Chronic kidney disease (CKD) is a type of kidney disease in which there is gradual loss of kidney function over a period of months or years.[2][5] Early on there are typically no symptoms.[2] Later, leg swelling, feeling tired, vomiting, loss of appetite, or confusion may develop.[2] Complications may include heart disease, high blood pressure, bone disease, or anemia.[3][4][10]

Causes of chronic kidney disease include diabetes, high blood pressure, glomerulonephritis, and polycystic kidney disease.[5][6] Risk factors include a family history of the condition.[2] Diagnosis is generally by blood tests to measure the glomerular filtration rate and urine tests to measure albumin.[7]Further tests such as an ultrasound or kidney biopsy may be done to determine the underlying cause.[5] A number of different classification systems exist.[11][12]

Screening at-risk people is recommended.[7] Initial treatments may include medications to manage blood pressure, blood sugar, and lower cholesterol.[9]NSAIDs should be avoided.[9] Other recommended measures include staying active and certain dietary changes.[9] Severe disease may require hemodialysis, peritoneal dialysis, or a kidney transplant.[8] Treatments for anemia and bone disease may also be required.[13][14]

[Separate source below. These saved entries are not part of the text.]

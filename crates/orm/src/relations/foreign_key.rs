//! Foreign-Key Relation - One-to-many association seen from the parent side
//!
//! The association "row" is the child's foreign-key attribute: `insert`
//! adopts a child by pointing its key at the parent, `remove` nulls it.

use std::sync::Arc;

use async_trait::async_trait;
use serde_json::Value;

use super::{normalize_items, parent_key_of, resolve_child_key, unresolved_item_error, Relation};
use crate::context::DataContext;
use crate::error::{OrmError, OrmResult};
use crate::query::QueryBuilder;
use crate::schema::{AssociationDescriptor, ModelDef};
use crate::store::{values_equal, ObjectState, Record};

/// Relation handle for foreign-key associations
pub struct ForeignKeyRelation {
    context: DataContext,
    parent: Record,
    descriptor: AssociationDescriptor,
    child: Arc<ModelDef>,
}

impl ForeignKeyRelation {
    /// Bind a handle to one parent record and one association descriptor
    pub fn new(
        context: DataContext,
        parent: Record,
        descriptor: AssociationDescriptor,
    ) -> OrmResult<Self> {
        descriptor.validate()?;
        let child_name = descriptor
            .child_model
            .as_deref()
            .ok_or_else(|| descriptor.configuration_error("associations require a child model"))?;
        let child = context
            .registry()
            .get(child_name)
            .ok_or_else(|| descriptor.configuration_error("child model is not registered"))?;
        Ok(Self {
            context,
            parent,
            descriptor,
            child,
        })
    }

    fn parent_key(&self) -> OrmResult<Value> {
        parent_key_of(&self.parent, &self.descriptor)
    }

    /// Fetch the child row carrying the given key
    async fn child_row(&self, child_key: &Value) -> OrmResult<Option<Record>> {
        let query = QueryBuilder::new()
            .select("*")
            .from(self.child.source.as_str())
            .where_eq(self.child.primary_key_name(), child_key.clone())
            .limit(1);
        Ok(self.context.store().query(&query).await?.into_iter().next())
    }

    /// Point the child's foreign key at the parent, unless it already does
    async fn adopt(&self, child_key: &Value) -> OrmResult<()> {
        let parent_key = self.parent_key()?;
        let mut row = self.child_row(child_key).await?.ok_or_else(|| {
            OrmError::Validation(format!(
                "related '{}' object with key {} was not found",
                self.child.name, child_key
            ))
        })?;
        if matches!(row.get(&self.descriptor.child_field), Some(v) if values_equal(v, &parent_key))
        {
            return Ok(());
        }
        row.insert(self.descriptor.child_field.clone(), parent_key);
        ObjectState::mark(&mut row, ObjectState::Update);
        self.context
            .store()
            .save(&self.child, std::slice::from_mut(&mut row))
            .await
    }
}

#[async_trait]
impl Relation for ForeignKeyRelation {
    fn descriptor(&self) -> &AssociationDescriptor {
        &self.descriptor
    }

    fn query(&self) -> OrmResult<QueryBuilder> {
        Ok(QueryBuilder::new()
            .select("*")
            .from(self.child.source.as_str())
            .where_eq(self.descriptor.child_field.as_str(), self.parent_key()?)
            .order_by(self.child.primary_key_name()))
    }

    async fn members(&self) -> OrmResult<Vec<Value>> {
        let rows = self.context.store().query(&self.query()?).await?;
        Ok(rows.into_iter().map(Value::Object).collect())
    }

    async fn insert(&self, items: &Value) -> OrmResult<()> {
        for item in normalize_items(items) {
            let child_key = resolve_child_key(&self.context, &self.child, &item, true)
                .await?
                .ok_or_else(|| unresolved_item_error(&self.descriptor))?;
            self.adopt(&child_key).await?;
        }
        Ok(())
    }

    async fn remove(&self, items: &Value) -> OrmResult<()> {
        let parent_key = self.parent_key()?;
        for item in normalize_items(items) {
            let child_key =
                match resolve_child_key(&self.context, &self.child, &item, false).await? {
                    Some(key) => key,
                    None => continue,
                };
            let mut row = match self.child_row(&child_key).await? {
                Some(row) => row,
                None => continue,
            };
            let is_member = matches!(
                row.get(&self.descriptor.child_field),
                Some(v) if values_equal(v, &parent_key)
            );
            if !is_member {
                continue;
            }
            row.insert(self.descriptor.child_field.clone(), Value::Null);
            ObjectState::mark(&mut row, ObjectState::Update);
            self.context
                .store()
                .save(&self.child, std::slice::from_mut(&mut row))
                .await?;
        }
        Ok(())
    }

    async fn remove_all(&self) -> OrmResult<()> {
        let mut rows = self.context.store().query(&self.query()?).await?;
        if rows.is_empty() {
            return Ok(());
        }
        for row in rows.iter_mut() {
            row.insert(self.descriptor.child_field.clone(), Value::Null);
            ObjectState::mark(row, ObjectState::Update);
        }
        self.context.store().save(&self.child, &mut rows).await
    }

    async fn migrate(&self) -> OrmResult<()> {
        self.context.store().migrate(&self.child).await
    }
}
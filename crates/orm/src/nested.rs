//! Nested Object Listener - Cascading save/delete of embedded objects
//!
//! Applies to attributes flagged `nested`: scalar attributes embed one
//! object whose key the owner carries, array attributes embed a collection
//! of child rows carrying the owner's key. Saves reconcile the embedded
//! state by primary-key diff and persist the unioned batch in one
//! nested-model save call; the transient state marker is stripped from
//! every batched object afterward regardless of outcome.

use async_trait::async_trait;
use serde_json::Value;
use tracing::warn;

use crate::context::DataContext;
use crate::error::{OrmError, OrmResult};
use crate::events::DataListener;
use crate::query::QueryBuilder;
use crate::schema::{FieldDef, ModelDef};
use crate::store::{values_equal, ObjectState, Record};

/// Listener cascading saves and deletes into embedded objects
pub struct NestedObjectListener;

impl NestedObjectListener {
    /// Fetch the owner's currently linked key for a scalar nested
    /// attribute, in one query
    async fn current_link(
        &self,
        context: &DataContext,
        model: &ModelDef,
        object: &Record,
        field: &FieldDef,
    ) -> OrmResult<Option<Value>> {
        let owner_key = match model.key_of(object) {
            Some(key) => key,
            None => return Ok(None),
        };
        let rows = context
            .store()
            .query(
                &QueryBuilder::new()
                    .select(field.name.as_str())
                    .from(model.source.as_str())
                    .where_eq(model.primary_key_name(), owner_key)
                    .limit(1),
            )
            .await?;
        Ok(rows
            .first()
            .and_then(|row| row.get(&field.name))
            .filter(|v| !v.is_null())
            .cloned())
    }

    fn target_model(
        &self,
        context: &DataContext,
        model: &ModelDef,
        field: &FieldDef,
    ) -> OrmResult<std::sync::Arc<ModelDef>> {
        let target_name = field.model_name().ok_or_else(|| {
            OrmError::AssociationConfiguration {
                model: model.name.clone(),
                attribute: field.name.clone(),
                message: "nested attributes must reference a model".to_string(),
            }
        })?;
        context
            .registry()
            .get(target_name)
            .ok_or_else(|| OrmError::AssociationConfiguration {
                model: model.name.clone(),
                attribute: field.name.clone(),
                message: "nested model is not registered".to_string(),
            })
    }

    /// Save one embedded scalar object ahead of the owner, replacing the
    /// owner's attribute with the embedded object's key
    async fn save_scalar_nested(
        &self,
        context: &DataContext,
        model: &ModelDef,
        object: &mut Record,
        field: &FieldDef,
    ) -> OrmResult<()> {
        let nested = match object.get(&field.name) {
            Some(Value::Object(nested)) => nested.clone(),
            _ => return Ok(()), // already a key, or absent
        };
        let target = self.target_model(context, model, field)?;
        let old_key = self.current_link(context, model, object, field).await?;

        let mut record = nested;
        let incoming_key = target.key_of(&record);
        match incoming_key {
            Some(_) => ObjectState::mark(&mut record, ObjectState::Update),
            None => ObjectState::mark(&mut record, ObjectState::Insert),
        }
        let mut batch = vec![record];

        // A previously linked object the submitted state no longer names
        // is deleted in the same batch.
        if let Some(old_key) = old_key {
            let replaced = incoming_key
                .as_ref()
                .map_or(true, |key| !values_equal(key, &old_key));
            if replaced {
                let mut stale = Record::new();
                stale.insert(target.primary_key_name().to_string(), old_key);
                ObjectState::mark(&mut stale, ObjectState::Delete);
                batch.push(stale);
            }
        }

        let result = context.store().save(&target, &mut batch).await;
        for record in batch.iter_mut() {
            ObjectState::strip(record);
        }
        result?;

        let key = target.key_of(&batch[0]).ok_or_else(|| {
            OrmError::Validation(format!(
                "nested '{}' object was not assigned a key",
                target.name
            ))
        })?;
        object.insert(field.name.clone(), key);
        Ok(())
    }

    /// Reconcile one embedded array after the owner save: diff the
    /// submitted items against the original linked rows by primary key,
    /// then persist inserts, updates, and deletes in one batch
    async fn save_nested_array(
        &self,
        context: &DataContext,
        model: &ModelDef,
        object: &mut Record,
        field: &FieldDef,
    ) -> OrmResult<()> {
        let items = match object.get(&field.name) {
            Some(Value::Array(items)) => items.clone(),
            _ => return Ok(()),
        };
        let target = self.target_model(context, model, field)?;
        let mapping = model
            .infer_mapping(&field.name, context.registry())
            .ok_or_else(|| OrmError::AttributeResolution {
                model: model.name.clone(),
                attribute: field.name.clone(),
            })?;
        let owner_key = model.key_of(object).ok_or_else(|| {
            OrmError::Validation(format!(
                "cannot save nested '{}' items without the owner key",
                field.name
            ))
        })?;
        let foreign_key = mapping.child_field.clone();

        // The full original nested array, in one query.
        let original = context
            .store()
            .query(
                &QueryBuilder::new()
                    .select("*")
                    .from(target.source.as_str())
                    .where_eq(foreign_key.as_str(), owner_key.clone()),
            )
            .await?;

        let mut batch: Vec<Record> = Vec::new();
        let mut seen_keys: Vec<Value> = Vec::new();
        for item in &items {
            let submitted = match item {
                Value::Object(submitted) => submitted.clone(),
                _ => {
                    return Err(OrmError::Validation(format!(
                        "nested '{}' items must be objects",
                        field.name
                    )))
                }
            };
            let mut record = submitted;
            match target.key_of(&record) {
                Some(key)
                    if original.iter().any(|row| {
                        matches!(
                            row.get(target.primary_key_name()),
                            Some(v) if values_equal(v, &key)
                        )
                    }) =>
                {
                    seen_keys.push(key);
                    record.insert(foreign_key.clone(), owner_key.clone());
                    ObjectState::mark(&mut record, ObjectState::Update);
                }
                Some(_stale) => {
                    // Present only in the submitted state with an unknown
                    // identifier: strip it and insert fresh.
                    record.remove(target.primary_key_name());
                    record.insert(foreign_key.clone(), owner_key.clone());
                    ObjectState::mark(&mut record, ObjectState::Insert);
                }
                None => {
                    record.insert(foreign_key.clone(), owner_key.clone());
                    ObjectState::mark(&mut record, ObjectState::Insert);
                }
            }
            batch.push(record);
        }
        for row in &original {
            let key = match target.key_of(row) {
                Some(key) => key,
                None => continue,
            };
            if !seen_keys.iter().any(|seen| values_equal(seen, &key)) {
                let mut removed = row.clone();
                ObjectState::mark(&mut removed, ObjectState::Delete);
                batch.push(removed);
            }
        }

        let survivors = items.len();
        let result = context.store().save(&target, &mut batch).await;
        for record in batch.iter_mut() {
            ObjectState::strip(record);
        }
        result?;

        object.insert(
            field.name.clone(),
            Value::Array(
                batch[..survivors]
                    .iter()
                    .cloned()
                    .map(Value::Object)
                    .collect(),
            ),
        );
        Ok(())
    }

    /// Scalar nested delete: null the owning row's foreign key first, then
    /// remove the nested object
    async fn remove_scalar_nested(
        &self,
        context: &DataContext,
        model: &ModelDef,
        object: &Record,
        field: &FieldDef,
    ) -> OrmResult<()> {
        let target = self.target_model(context, model, field)?;
        let linked_key = match object.get(&field.name) {
            Some(Value::Object(nested)) => target.key_of(nested),
            Some(value) if !value.is_null() => Some(value.clone()),
            _ => self.current_link(context, model, object, field).await?,
        };
        let linked_key = match linked_key {
            Some(key) => key,
            None => return Ok(()),
        };

        if let Some(owner_key) = model.key_of(object) {
            let mut patch = Record::new();
            patch.insert(model.primary_key_name().to_string(), owner_key);
            patch.insert(field.name.clone(), Value::Null);
            ObjectState::mark(&mut patch, ObjectState::Update);
            context
                .store()
                .save(model, std::slice::from_mut(&mut patch))
                .await?;
        }

        let rows = context
            .store()
            .query(
                &QueryBuilder::new()
                    .select("*")
                    .from(target.source.as_str())
                    .where_eq(target.primary_key_name(), linked_key)
                    .limit(1),
            )
            .await?;
        if rows.is_empty() {
            return Ok(());
        }
        context.store().remove(&target, &rows).await
    }

    /// Array nested delete: clear the association entirely, then remove
    /// every previously linked object. A failure in the removal phase
    /// after the clear already succeeded is swallowed.
    async fn remove_nested_array(
        &self,
        context: &DataContext,
        model: &ModelDef,
        object: &Record,
        field: &FieldDef,
    ) -> OrmResult<()> {
        let target = self.target_model(context, model, field)?;
        let mapping = model
            .infer_mapping(&field.name, context.registry())
            .ok_or_else(|| OrmError::AttributeResolution {
                model: model.name.clone(),
                attribute: field.name.clone(),
            })?;
        let owner_key = match model.key_of(object) {
            Some(key) => key,
            None => return Ok(()),
        };
        let foreign_key = mapping.child_field.clone();

        let children = context
            .store()
            .query(
                &QueryBuilder::new()
                    .select("*")
                    .from(target.source.as_str())
                    .where_eq(foreign_key.as_str(), owner_key),
            )
            .await?;
        if children.is_empty() {
            return Ok(());
        }

        let mut cleared = children.clone();
        for row in cleared.iter_mut() {
            row.insert(foreign_key.clone(), Value::Null);
            ObjectState::mark(row, ObjectState::Update);
        }
        context.store().save(&target, &mut cleared).await?;

        if let Err(err) = context.store().remove(&target, &children).await {
            warn!(
                model = %target.name,
                error = %err,
                "nested cleanup failed after association clear; continuing"
            );
        }
        Ok(())
    }
}

#[async_trait]
impl DataListener for NestedObjectListener {
    async fn before_save(
        &self,
        context: &DataContext,
        model: &ModelDef,
        object: &mut Record,
    ) -> OrmResult<()> {
        for field in model.nested_fields() {
            if !field.many {
                self.save_scalar_nested(context, model, object, field)
                    .await?;
            }
        }
        Ok(())
    }

    async fn after_save(
        &self,
        context: &DataContext,
        model: &ModelDef,
        object: &mut Record,
    ) -> OrmResult<()> {
        for field in model.nested_fields() {
            if field.many {
                self.save_nested_array(context, model, object, field).await?;
            }
        }
        Ok(())
    }

    async fn before_remove(
        &self,
        context: &DataContext,
        model: &ModelDef,
        object: &Record,
    ) -> OrmResult<()> {
        for field in model.nested_fields() {
            if field.many {
                self.remove_nested_array(context, model, object, field)
                    .await?;
            } else {
                self.remove_scalar_nested(context, model, object, field)
                    .await?;
            }
        }
        Ok(())
    }
}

Chronic kidney disease affected 753 million people globally in 2016, including 417 million females and 336 million males.[1] In 2015 it resulted in 1.2 million deaths, up from 409,000 in 1990.[6][15] The causes that contribute to the greatest number of deaths are high blood pressure at 550,000, followed by diabetes at 418,000, and glomerulonephritis at 238,000.[6]